Andò loro bene anche con il secondo, il facchino, il quale dopo la morte della moglie era andato ad abitare con un cugino. Costui, ne denunciò la scomparsa, ma poiché non ci furono denunce, ne indizi,che potessero far dubitare il peggio, si pensò, che anch’egli fosse tornato al proprio paese.
Non andò loro bene, con il terzo, un cuoco fiammingo, che lavorava presso un alto prelato in via Ripetta. Egli aveva lasciato un suo amico all’osteria dicendogli che si sarebbe recato a comperare le rinomate salsicce e che sarebbe tornato di lì a breve.
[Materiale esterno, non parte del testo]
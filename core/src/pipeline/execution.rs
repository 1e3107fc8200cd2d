// orogen/src/pipeline/execution.rs

//! The engine's run loops: `run_pipeline` and friends, `rerun_with`, and the
//! unconditional post-run pass.

use std::time::Instant;

use tracing::{debug, event, span, warn, Level};

use crate::core::analysis::AnalysisRecord;
use crate::core::control::{RunOutcome, RunStatus};
use crate::core::state::EngineState;
use crate::error::{EngineError, EngineResult};
use crate::node::base::{NodeId, PostRunContext};
use crate::pipeline::definition::Pipeline;
use crate::pipeline::engine::PipelineEngine;

/// Pushes the current detector union into any node that cares (IC-factor
/// fits track valid detectors as collections change).
fn update_detectors(pipeline: &mut Pipeline, state: &EngineState) {
  for node in &mut pipeline.nodes {
    node.set_detectors(&state.union_detectors);
  }
}

impl PipelineEngine {
  /// Runs the active pipeline against a fresh state.
  pub fn run_pipeline(&mut self) -> EngineResult<RunStatus> {
    self.run_with(None, false)
  }

  /// Continues with the existing state. The veto recorded on the state, if
  /// any, becomes the start point; veto and cancellation flags are cleared
  /// at the top of the pass.
  pub fn resume_pipeline(&mut self) -> EngineResult<RunStatus> {
    self.run_with(None, true)
  }

  /// Re-runs from just before the selected node, reusing the existing
  /// state. Without a live state this is a plain `run_pipeline`.
  pub fn run_from_pipeline(&mut self) -> EngineResult<RunStatus> {
    if self.state.is_none() {
      return self.run_pipeline();
    }

    let run_from = self.selected.and_then(|sel| {
      let pipeline = self.pipeline();
      let idx = pipeline.index_of(sel)?;
      // restart AT the node before the selection; the start point handed to
      // iternodes is exclusive, so step back once more
      let start_at = idx.saturating_sub(1);
      if start_at == 0 {
        None
      } else {
        Some(pipeline.nodes[start_at - 1].id())
      }
    });

    self.run_with(run_from, true)
  }

  fn run_with(&mut self, run_from: Option<NodeId>, reuse_state: bool) -> EngineResult<RunStatus> {
    let mut state = if reuse_state {
      self.state.take().unwrap_or_default()
    } else {
      EngineState::new()
    };

    let run_span = span!(
      Level::INFO,
      "run_pipeline",
      pipeline = self.pipeline().name.as_str(),
      num_nodes = self.pipeline().len(),
    );
    let _run_guard = run_span.enter();

    let start_node = run_from.or(state.veto);
    event!(Level::DEBUG, "pipeline run started");
    if let Some(id) = start_node {
      event!(Level::DEBUG, start = ?id, "starting mid-pipeline");
    }
    state.veto = None;
    state.canceled = false;

    let ost = Instant::now();
    let active = self.active;
    let order = self.pipeline().iternodes(start_node, None);

    {
      let pipeline = &mut self.pipeline_group.pipelines[active];
      for (idx, &i) in order.iter().enumerate() {
        let core = pipeline.nodes[i].core_mut();
        core.visited = false;
        core.index = idx;
      }
    }

    let mut status = RunStatus::Completed;
    for (idx, &i) in order.iter().enumerate() {
      let pipeline = &mut self.pipeline_group.pipelines[active];
      let node = &mut pipeline.nodes[i];
      let node_id = node.id();

      if !node.is_enabled() {
        debug!(index = idx, node = node.name(), "skip node");
        continue;
      }

      let step_span = span!(Level::INFO, "pipeline_node", node = node.name(), index = idx);
      let _step_guard = step_span.enter();

      node.core_mut().editor = None;
      node.core_mut().active = true;

      if !node.pre_run(&mut state, true) {
        node.core_mut().active = false;
        debug!(node = node.name(), "pre run failed");
        status = RunStatus::PreRunFailed { node: node_id };
        break;
      }

      let st = Instant::now();
      let outcome = node.run(&mut state);
      node.core_mut().active = false;

      let outcome = match outcome {
        Ok(o) => o,
        Err(e) => {
          // hard node failures propagate un-wrapped; no finalization pass
          self.state = Some(state);
          return Err(e);
        }
      };
      debug!(index = idx, node = node.name(), runtime = ?st.elapsed(), "node ran");

      match outcome {
        RunOutcome::Continue => {
          node.core_mut().visited = true;
          self.selected = Some(node_id);
          update_detectors(pipeline, &state);
        }
        RunOutcome::NoData => {
          warn!("No Analyses in Pipeline!");
          pipeline.reset(false);
          status = RunStatus::NoData;
          break;
        }
        RunOutcome::Veto => {
          node.core_mut().visited = true;
          state.veto = Some(node_id);
          debug!(node = pipeline.nodes[i].name(), "pipeline vetoed");
          status = RunStatus::Vetoed { node: node_id };
          break;
        }
        RunOutcome::Canceled => {
          state.canceled = true;
          debug!("pipeline canceled");
          status = RunStatus::Canceled;
          break;
        }
      }

      // nodes may also raise the flags directly on the state
      if let Some(vetoer) = state.veto {
        debug!("pipeline vetoed via state flag");
        status = RunStatus::Vetoed { node: vetoer };
        break;
      }
      if state.canceled {
        debug!("pipeline canceled via state flag");
        status = RunStatus::Canceled;
        break;
      }
    }

    event!(Level::DEBUG, runtime = ?ost.elapsed(), "pipeline run finished");

    // unconditional finalization, separate from execution success
    self.post_run(&mut state);
    self.state = Some(state);
    Ok(status)
  }

  /// Applies the configured pipeline to a different analysis set: replaces
  /// the unknowns and replays every node from the start without interactive
  /// configuration. Requires a live state from a previous run.
  pub fn rerun_with(&mut self, unknowns: Vec<AnalysisRecord>, post_run: bool) -> EngineResult<RunStatus> {
    let mut state = self
      .state
      .take()
      .ok_or_else(|| EngineError::NoState("rerun_with requires a previous run".to_string()))?;

    state.unknowns = unknowns;
    state.canceled = false;
    state.rebuild_derived();

    let run_span = span!(Level::INFO, "rerun_with", pipeline = self.pipeline().name.as_str());
    let _run_guard = run_span.enter();

    let ost = Instant::now();
    let active = self.active;
    let order = self.pipeline().iternodes(None, None);

    let mut status = RunStatus::Completed;
    for (idx, &i) in order.iter().enumerate() {
      let pipeline = &mut self.pipeline_group.pipelines[active];
      let node = &mut pipeline.nodes[i];
      let node_id = node.id();

      if !node.is_enabled() {
        debug!(index = idx, node = node.name(), "skip node");
        continue;
      }

      node.core_mut().active = true;

      if !node.pre_run(&mut state, false) {
        node.core_mut().active = false;
        debug!(node = node.name(), "pre run failed");
        status = RunStatus::PreRunFailed { node: node_id };
        break;
      }

      node.clear_unknowns();

      let st = Instant::now();
      let outcome = node.run(&mut state);
      node.core_mut().active = false;

      let outcome = match outcome {
        Ok(o) => o,
        Err(e) => {
          self.state = Some(state);
          return Err(e);
        }
      };
      debug!(index = idx, node = node.name(), runtime = ?st.elapsed(), "node ran");

      match outcome {
        RunOutcome::Continue => {
          node.core_mut().visited = true;
          self.selected = Some(node_id);
        }
        RunOutcome::NoData => {
          warn!("No Analyses in Pipeline!");
          pipeline.reset(false);
          status = RunStatus::NoData;
          break;
        }
        RunOutcome::Veto => {
          state.veto = Some(node_id);
          status = RunStatus::Vetoed { node: node_id };
          break;
        }
        RunOutcome::Canceled => {
          state.canceled = true;
          status = RunStatus::Canceled;
          break;
        }
      }

      if let Some(vetoer) = state.veto {
        status = RunStatus::Vetoed { node: vetoer };
        break;
      }
      if state.canceled {
        status = RunStatus::Canceled;
        break;
      }
    }

    debug!(runtime = ?ost.elapsed(), "rerun finished");

    if status.is_completed() && post_run {
      self.post_run(&mut state);
    }
    self.state = Some(state);
    Ok(status)
  }

  /// The post-run pass: visits *all* nodes of the pipeline (not just the
  /// executed suffix), finalizing each enabled one, then does repository
  /// bookkeeping and a status refresh over the tracked set.
  pub fn post_run(&mut self, state: &mut EngineState) {
    debug!("pipeline post run started");

    let mut ctx = PostRunContext {
      listener: self.listener_tx.clone(),
    };

    let active = self.active;
    let pipeline = &mut self.pipeline_group.pipelines[active];
    for (idx, node) in pipeline.nodes.iter_mut().enumerate() {
      if node.is_enabled() {
        debug!(index = idx, node = node.name(), "post run node");
        node.post_run(&mut ctx, state);
      } else {
        debug!(index = idx, node = node.name(), "skip node");
      }
    }
    debug!("pipeline post run finished");

    self.track_repositories(state.repository_identifiers());
    self.update_repository_status();
  }
}
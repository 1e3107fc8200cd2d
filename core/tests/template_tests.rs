// tests/template_tests.rs
mod common;

use common::*;
use orogen::{
  DataService, EngineError, MeanFit, NodeRegistry, Pipeline, PipelineNode, PipelineTemplate,
  Services, TemplateDoc, TemplateStore, UnknownNode,
};
use serial_test::serial;
use std::fs;
use std::sync::Arc;
use tempfile::TempDir;

fn store_with_dirs() -> (TemplateStore, TempDir, TempDir) {
  let builtin = TempDir::new().expect("builtin dir");
  let user = TempDir::new().expect("user dir");
  let store = TemplateStore::new(builtin.path(), user.path());
  (store, builtin, user)
}

fn write_template(dir: &std::path::Path, name: &str, body: &str) {
  fs::write(dir.join(format!("{}.yaml", name)), body).expect("write template");
}

const BLANKS_TEMPLATE: &str = "\
required: []
nodes:
- klass: UnknownNode
- klass: FitBlanksNode
  fits:
  - name: Ar40
    fit: linear
    save: true
- klass: BlanksPersistNode
- klass: ReviewNode
  enabled: true
";

#[test]
#[serial]
fn test_template_round_trip_reproduces_node_sequence() {
  setup_tracing();
  let (services, _dvc, _browser) = test_services();
  let registry = NodeRegistry::standard();
  let (store, _builtin, _user) = store_with_dirs();

  let mut pipeline = Pipeline::default();
  pipeline.append(Box::new(UnknownNode::new(services.dvc.clone(), services.browser.clone())));
  let mut fit = orogen::FitBlanksNode::new(Arc::new(MeanFit));
  fit.set_fits(vec![orogen::FitSpec::new("Ar40", "linear")]);
  pipeline.append(Box::new(fit));
  pipeline.append(Box::new(orogen::BlanksPersistNode::new(services.dvc.clone())));
  pipeline.append(Box::new(orogen::FigureNode::ideogram()));

  let doc = pipeline.to_template();
  store.save("Round Trip", &doc).expect("save");

  let template = store.template("Round Trip").expect("resolve");
  let mut fresh = Pipeline::default();
  template
    .render(&mut fresh, &services, &registry, true, &[])
    .expect("render");

  let original: Vec<&str> = pipeline.nodes.iter().map(|n| n.kind().klass()).collect();
  let rendered: Vec<&str> = fresh.nodes.iter().map(|n| n.kind().klass()).collect();
  assert_eq!(original, rendered);

  // loaded parameters survive the round trip
  let fit = fresh
    .nodes
    .iter()
    .find_map(|n| n.as_any().downcast_ref::<orogen::FitBlanksNode>())
    .expect("fit node");
  assert_eq!(fit.fits().len(), 1);
  assert_eq!(fit.fits()[0].name, "Ar40");
}

#[test]
#[serial]
fn test_render_reuses_leading_data_node() {
  setup_tracing();
  let (services, dvc, browser) = test_services();
  let registry = NodeRegistry::standard();
  let (store, builtin, _user) = store_with_dirs();
  write_template(builtin.path(), "blanks", BLANKS_TEMPLATE);

  let seeded = dvc.seed(make_analysis("a-01", "P", "R"));
  let mut unknowns = UnknownNode::new(dvc.clone(), browser.clone());
  unknowns.set_unknowns(dvc.make_analyses(&[seeded]).expect("make analyses"));

  let mut pipeline = Pipeline::default();
  pipeline.append(Box::new(unknowns));

  let template = store.template("blanks").expect("resolve");
  template
    .render(&mut pipeline, &services, &registry, true, &[])
    .expect("render");

  // the first rendered node is the pre-existing data node, data intact
  let first = pipeline.nodes.first().expect("has nodes");
  let held = first
    .as_any()
    .downcast_ref::<UnknownNode>()
    .map(|n| n.unknowns.len())
    .expect("unknown node");
  assert_eq!(held, 1);
  assert_eq!(pipeline.len(), 4);
}

#[test]
#[serial]
fn test_render_failure_after_clear_leaves_pipeline_cleared() {
  setup_tracing();
  let (services, _dvc, _browser) = test_services();
  let registry = NodeRegistry::standard();
  let (store, builtin, _user) = store_with_dirs();
  write_template(builtin.path(), "broken", "nodes: [klass: {]");

  let log = new_log();
  let mut pipeline = Pipeline::default();
  pipeline.append(Box::new(RecorderNode::new("existing", log)));

  let template = store.template("broken").expect("resolve");
  let err = template
    .render(&mut pipeline, &services, &registry, true, &[])
    .expect_err("parse fails");
  assert!(matches!(err, EngineError::TemplateParse { .. }));

  // acknowledged rough edge: no rollback after the destructive clear
  assert!(pipeline.is_empty());
}

#[test]
#[serial]
fn test_render_unknown_class_is_an_error() {
  setup_tracing();
  let (services, _dvc, _browser) = test_services();
  let registry = NodeRegistry::standard();
  let (store, builtin, _user) = store_with_dirs();
  write_template(builtin.path(), "bogus", "nodes:\n- klass: FrobnicateNode\n");

  let template = store.template("bogus").expect("resolve");
  let mut pipeline = Pipeline::default();
  let err = template
    .render(&mut pipeline, &services, &registry, true, &[])
    .expect_err("unknown class");
  assert!(matches!(err, EngineError::UnknownNodeClass { .. }));
}

#[test]
#[serial]
fn test_render_skips_nodes_with_missing_optional_service() {
  setup_tracing();
  let (services, _dvc, _browser) = test_services(); // no notifier wired
  let registry = NodeRegistry::standard();
  let (store, builtin, _user) = store_with_dirs();
  write_template(
    builtin.path(),
    "notify",
    "nodes:\n- klass: UnknownNode\n- klass: EmailNode\n  subject: done\n",
  );

  let template = store.template("notify").expect("resolve");
  let mut pipeline = Pipeline::default();
  template
    .render(&mut pipeline, &services, &registry, true, &[])
    .expect("render skips the email node");

  let klasses: Vec<&str> = pipeline.nodes.iter().map(|n| n.kind().klass()).collect();
  assert_eq!(klasses, ["UnknownNode"]);

  // with the service wired, the node materializes
  let notifier = Arc::new(MockNotifier::default());
  let services = services.with_notifier(notifier);
  let mut pipeline = Pipeline::default();
  template
    .render(&mut pipeline, &services, &registry, true, &[])
    .expect("render");
  let klasses: Vec<&str> = pipeline.nodes.iter().map(|n| n.kind().klass()).collect();
  assert_eq!(klasses, ["UnknownNode", "EmailNode"]);
}

#[test]
#[serial]
fn test_render_flattens_groups_with_labels() {
  setup_tracing();
  let (services, _dvc, _browser) = test_services();
  let registry = NodeRegistry::standard();
  let (store, builtin, _user) = store_with_dirs();
  write_template(
    builtin.path(),
    "grouped",
    "\
nodes:
- klass: UnknownNode
- klass: NodeGroup
  name: fits
  nodes:
  - klass: FitBlanksNode
  - klass: BlanksPersistNode
- klass: IdeogramNode
",
  );

  let template = store.template("grouped").expect("resolve");
  let mut pipeline = Pipeline::default();
  template
    .render(&mut pipeline, &services, &registry, true, &[])
    .expect("render");

  let klasses: Vec<&str> = pipeline.nodes.iter().map(|n| n.kind().klass()).collect();
  assert_eq!(
    klasses,
    ["UnknownNode", "FitBlanksNode", "BlanksPersistNode", "IdeogramNode"]
  );

  // grouping is presentation only; the label is carried, execution is flat
  assert_eq!(pipeline.nodes[1].core().group.as_deref(), Some("fits"));
  assert_eq!(pipeline.nodes[2].core().group.as_deref(), Some("fits"));
  assert_eq!(pipeline.nodes[3].core().group, None);
}

#[test]
#[serial]
fn test_exclude_klass_filters_entries() {
  setup_tracing();
  let (services, _dvc, _browser) = test_services();
  let registry = NodeRegistry::standard();
  let (store, builtin, _user) = store_with_dirs();
  write_template(builtin.path(), "blanks", BLANKS_TEMPLATE);

  let template = store.template("blanks").expect("resolve");
  let mut pipeline = Pipeline::default();
  template
    .render(&mut pipeline, &services, &registry, true, &["ReviewNode"])
    .expect("render");

  let klasses: Vec<&str> = pipeline.nodes.iter().map(|n| n.kind().klass()).collect();
  assert!(!klasses.contains(&"ReviewNode"));
}

#[test]
#[serial]
fn test_set_review_permanent_rewrites_in_place() {
  setup_tracing();
  let (store, builtin, _user) = store_with_dirs();
  write_template(builtin.path(), "blanks", BLANKS_TEMPLATE);

  store.set_review_permanent("blanks", false).expect("rewrite");

  let body = fs::read_to_string(builtin.path().join("blanks.yaml")).expect("read back");
  let doc = TemplateDoc::parse(&body, "blanks").expect("parse");

  for entry in &doc.nodes {
    let klass = entry.get("klass").and_then(|v| v.as_str()).expect("klass");
    match klass {
      "ReviewNode" => {
        assert_eq!(entry.get("enabled").and_then(|v| v.as_bool()), Some(false));
      }
      _ => {
        // only review entries are touched
        assert!(entry.get("enabled").is_none());
      }
    }
  }
}

#[test]
#[serial]
fn test_available_templates_filters_by_required_services() {
  setup_tracing();
  let (services, _dvc, _browser) = test_services(); // no notifier
  let (store, builtin, user) = store_with_dirs();

  write_template(builtin.path(), "isotope_evolutions", "required: [dvc]\nnodes:\n- klass: UnknownNode\n");
  write_template(
    builtin.path(),
    "email_report",
    "required: [notification]\nnodes:\n- klass: EmailNode\n",
  );
  write_template(user.path(), "my_custom", "required: []\nnodes:\n- klass: UnknownNode\n");

  let mut names = store.available_templates(&services);
  names.sort();
  assert_eq!(names, ["Isotope Evolutions", "My Custom"]);

  let notifier: Arc<MockNotifier> = Arc::new(MockNotifier::default());
  let services: Services = services.with_notifier(notifier);
  let mut names = store.available_templates(&services);
  names.sort();
  assert_eq!(names, ["Email Report", "Isotope Evolutions", "My Custom"]);
}

#[test]
#[serial]
fn test_user_directory_is_a_fallback() {
  setup_tracing();
  let (store, _builtin, user) = store_with_dirs();
  write_template(user.path(), "mine", "nodes:\n- klass: UnknownNode\n");

  let (path, is_user) = store.path_for("mine").expect("resolve");
  assert!(is_user);
  assert!(path.starts_with(user.path()));

  let err = store.path_for("nope").expect_err("missing");
  assert!(matches!(err, EngineError::TemplateNotFound { .. }));
}

#[test]
#[serial]
fn test_iso_evo_alias_resolves() {
  setup_tracing();
  let (store, builtin, _user) = store_with_dirs();
  write_template(builtin.path(), "isotope_evolutions", "nodes:\n- klass: UnknownNode\n");

  let (path, _) = store.path_for("Iso Evo").expect("alias resolves");
  assert!(path.ends_with("isotope_evolutions.yaml"));
}

#[test]
fn test_registry_validation_fails_fast() {
  setup_tracing();
  let empty = NodeRegistry::empty();
  let err = empty.validate().expect_err("nothing registered");
  assert!(matches!(err, EngineError::UnknownNodeClass { .. }));

  NodeRegistry::standard().validate().expect("standard set is complete");
}

#[test]
#[serial]
fn test_rendered_review_node_honors_enabled_flag() {
  setup_tracing();
  let (services, _dvc, _browser) = test_services();
  let registry = NodeRegistry::standard();
  let (store, builtin, _user) = store_with_dirs();
  write_template(builtin.path(), "blanks", BLANKS_TEMPLATE);

  store.set_review_permanent("blanks", false).expect("rewrite");

  let template = store.template("blanks").expect("resolve");
  let mut pipeline = Pipeline::default();
  template
    .render(&mut pipeline, &services, &registry, true, &[])
    .expect("render");

  let review = pipeline
    .nodes
    .iter()
    .find(|n| n.kind() == orogen::NodeKind::Review)
    .expect("review node");
  assert!(!review.is_enabled());
}
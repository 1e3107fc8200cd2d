// orogen/src/services.rs

//! Collaborator contracts the engine depends on.
//!
//! These are specified as traits, not implementations: the data-access layer,
//! the selection browser, the notification service, and the regression math
//! are all external. The engine only relies on the surfaces below.

use std::fmt;
use std::sync::Arc;

use chrono::{DateTime, Utc};
use uuid::Uuid;

use crate::core::analysis::{AnalysisRecord, AnalysisType};

/// Service tags used by template `required` lists and node wiring.
pub const SERVICE_DVC: &str = "dvc";
pub const SERVICE_BROWSER: &str = "browser";
pub const SERVICE_NOTIFICATION: &str = "notification";

/// A lightweight record descriptor as produced by the selection browser;
/// resolved into full analyses by `DataService::make_analyses`.
#[derive(Debug, Clone)]
pub struct SelectedRecord {
  pub uuid: Uuid,
  pub record_id: String,
  pub repository_identifier: String,
}

/// The fit families that can be persisted back to storage.
#[derive(Debug, Clone, Copy, PartialEq, Eq)]
pub enum FitKind {
  Blanks,
  ICFactor,
  IsoEvolution,
  Flux,
}

impl fmt::Display for FitKind {
  fn fmt(&self, f: &mut fmt::Formatter<'_>) -> fmt::Result {
    let s = match self {
      FitKind::Blanks => "blanks",
      FitKind::ICFactor => "icfactor",
      FitKind::IsoEvolution => "iso_evo",
      FitKind::Flux => "flux",
    };
    f.write_str(s)
  }
}

/// Data-access collaborator (the DVC layer in the original system).
pub trait DataService: Send + Sync {
  fn make_analyses(&self, records: &[SelectedRecord]) -> anyhow::Result<Vec<AnalysisRecord>>;

  fn get_analyses_by_date_range(
    &self,
    low: DateTime<Utc>,
    high: DateTime<Utc>,
    exclude_uuids: &[Uuid],
    analysis_type: AnalysisType,
    mass_spectrometer: &str,
  ) -> anyhow::Result<Vec<SelectedRecord>>;

  /// References bracketing the given unknowns within `hours` of their
  /// acquisition times.
  fn find_references(
    &self,
    unknowns: &[AnalysisRecord],
    analysis_type: AnalysisType,
    hours: i64,
  ) -> anyhow::Result<Vec<AnalysisRecord>>;

  fn analysis_has_review(&self, record: &AnalysisRecord, attribute: &str) -> bool;

  /// Populates the raw signal points for the named isotopes/detectors.
  fn load_raw_data(&self, record: &AnalysisRecord, keys: &[String]) -> anyhow::Result<()>;

  fn save_fits(
    &self,
    kind: FitKind,
    records: &[AnalysisRecord],
    keys: &[String],
    fits: &[String],
  ) -> anyhow::Result<()>;

  fn save_flux(&self, irradiation: &str, level: &str, positions: &[(String, f64, f64)]) -> anyhow::Result<()>;

  fn push_repository(&self, name: &str) -> anyhow::Result<()>;
  fn pull_repository(&self, name: &str) -> anyhow::Result<()>;

  /// (ahead, behind) commit counts against the repository's remote.
  fn repository_status(&self, name: &str) -> anyhow::Result<(usize, usize)>;

  fn mass_spectrometer_names(&self) -> Vec<String> {
    Vec::new()
  }

  /// Scoped resource for batched reads. Implementations may open a session
  /// in `session_begin` and dispose of it in `session_end`; see `SessionCtx`.
  fn session_begin(&self) {}
  fn session_end(&self) {}
}

/// RAII scope over `DataService::session_begin`/`session_end`.
pub struct SessionCtx<'a> {
  dvc: &'a dyn DataService,
}

impl<'a> SessionCtx<'a> {
  pub fn new(dvc: &'a dyn DataService) -> Self {
    dvc.session_begin();
    SessionCtx { dvc }
  }
}

impl Drop for SessionCtx<'_> {
  fn drop(&mut self) {
    self.dvc.session_end();
  }
}

/// The selection browser. In the GUI this is an interactive dialog; headless
/// implementations return a pre-seeded selection instead.
pub trait SelectionModel: Send + Sync {
  fn selected_records(&self) -> Vec<SelectedRecord>;

  /// True when a configure should append to, rather than replace, a data
  /// node's working list.
  fn append_mode(&self) -> bool {
    false
  }
}

/// Optional notification collaborator (email in the original system).
pub trait Notifier: Send + Sync {
  fn notify(&self, subject: &str, body: &str) -> anyhow::Result<()>;
}

/// Result of one regression over raw points.
#[derive(Debug, Clone, Copy, Default)]
pub struct FitResult {
  pub value: f64,
  pub error: f64,
  pub slope: f64,
  pub curvature: f64,
  pub n_outliers: usize,
}

/// Pluggable regression: the engine sequences fits, it does not do math.
pub trait FitFunction: Send + Sync {
  fn fit(&self, kind: &str, points: &[(f64, f64)]) -> FitResult;
}

/// Intercept = mean intensity, error = population std. A stand-in fitter
/// adequate for headless runs and tests.
#[derive(Debug, Default)]
pub struct MeanFit;

impl FitFunction for MeanFit {
  fn fit(&self, _kind: &str, points: &[(f64, f64)]) -> FitResult {
    if points.is_empty() {
      return FitResult::default();
    }
    let n = points.len() as f64;
    let mean = points.iter().map(|p| p.1).sum::<f64>() / n;
    let var = points.iter().map(|p| (p.1 - mean).powi(2)).sum::<f64>() / n;
    let (x0, y0) = points[0];
    let (x1, y1) = points[points.len() - 1];
    let slope = if x1 != x0 { (y1 - y0) / (x1 - x0) } else { 0.0 };
    FitResult {
      value: mean,
      error: var.sqrt(),
      slope,
      curvature: 0.0,
      n_outliers: 0,
    }
  }
}

/// The wiring bundle handed to nodes at construction and template render.
#[derive(Clone)]
pub struct Services {
  pub dvc: Arc<dyn DataService>,
  pub browser: Arc<dyn SelectionModel>,
  /// Browser over interpreted-age records, when the hosting app has one.
  pub interpreted_age_browser: Option<Arc<dyn SelectionModel>>,
  pub notifier: Option<Arc<dyn Notifier>>,
  pub fitter: Arc<dyn FitFunction>,
}

impl Services {
  pub fn new(dvc: Arc<dyn DataService>, browser: Arc<dyn SelectionModel>) -> Self {
    Services {
      dvc,
      browser,
      interpreted_age_browser: None,
      notifier: None,
      fitter: Arc::new(MeanFit),
    }
  }

  pub fn with_notifier(mut self, notifier: Arc<dyn Notifier>) -> Self {
    self.notifier = Some(notifier);
    self
  }

  pub fn with_fitter(mut self, fitter: Arc<dyn FitFunction>) -> Self {
    self.fitter = fitter;
    self
  }

  /// Availability check for template `required` lists.
  pub fn has(&self, tag: &str) -> bool {
    match tag {
      SERVICE_DVC | SERVICE_BROWSER => true,
      SERVICE_NOTIFICATION => self.notifier.is_some(),
      _ => false,
    }
  }
}

/// Tracked repository with ahead/behind bookkeeping against its remote.
#[derive(Debug, Clone)]
pub struct RepoItem {
  pub name: String,
  pub ahead: usize,
  pub behind: usize,
}

impl RepoItem {
  pub fn new(name: impl Into<String>) -> Self {
    RepoItem {
      name: name.into(),
      ahead: 0,
      behind: 0,
    }
  }

  /// Refreshes ahead/behind counts against the remote.
  pub fn update(&mut self, dvc: &dyn DataService) -> anyhow::Result<()> {
    let (ahead, behind) = dvc.repository_status(&self.name)?;
    self.ahead = ahead;
    self.behind = behind;
    Ok(())
  }

  pub fn is_behind(&self) -> bool {
    self.behind > 0
  }
}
Preoccupato per l’inaspettato ritardo del suo amico, egli andò a cercarlo nella bottega dei due norcini, ricevendo da questi ultimi, un brutto trattamento, insospettitosi, egli li denunciò e nelle perquisizioni che ne seguirono a seguito della denuncia, vennero ritrovati resti umani. Il giovane garzone impaurito rivelò la loro provenienza, ed uno dei norcini, per non essere torturato, confessò.
La fine dei Norcini
Il Papa Urbano VIII, condannò a morte i due norcini proprio davanti al Pantheon: vennero uccisi, sgozzati e squartati con l’ascia da un altro sopraffino maestro nell’arte della macelleria, il boia pontificio (fig 3).
Fatti veri o leggende?
Questa è la storia che si racconta, e che rimase viva nella memoria dei romani . Il lettore si chiederà: si tratta di fatti realmente accaduti, o soltanto di dicerie popolari ?
Nelle cronache giudiziarie del tempo, vi è un unico accenno alla vicenda dei norcini cannibali. Si trova in un testo del 1883 di David Silvagni, che al riguardo cita però alcuni fascicoli manoscritti dell’abate Benedetti:
Tali fascicoli parlano di Fatti antichi avvenuti in Roma, e riguardano la storia dei più famosi misfatti e delle più celebri giustizie, tra i quali è narrata la «esecuzione di giustizia comandata da Papa Urbano VIII l’anno 1638 eseguita nella piazza della Rotonda, nella quale furono accoppati, scannati e squartati due empi scellerati norcini che condivano la carne porcina con la carne umana».
Si tratta dunque di fatti veri oppure di una leggenda, magari nata esagerando degli avvenimenti reali ? Non abbiamo una risposta definitiva, e in fin dei conti non ha una grande importanza averla oggi. Resta soltanto una storia macabra ai limiti dell’horror, ma che rende ancora più interessante la storia di questa città unica che è Roma.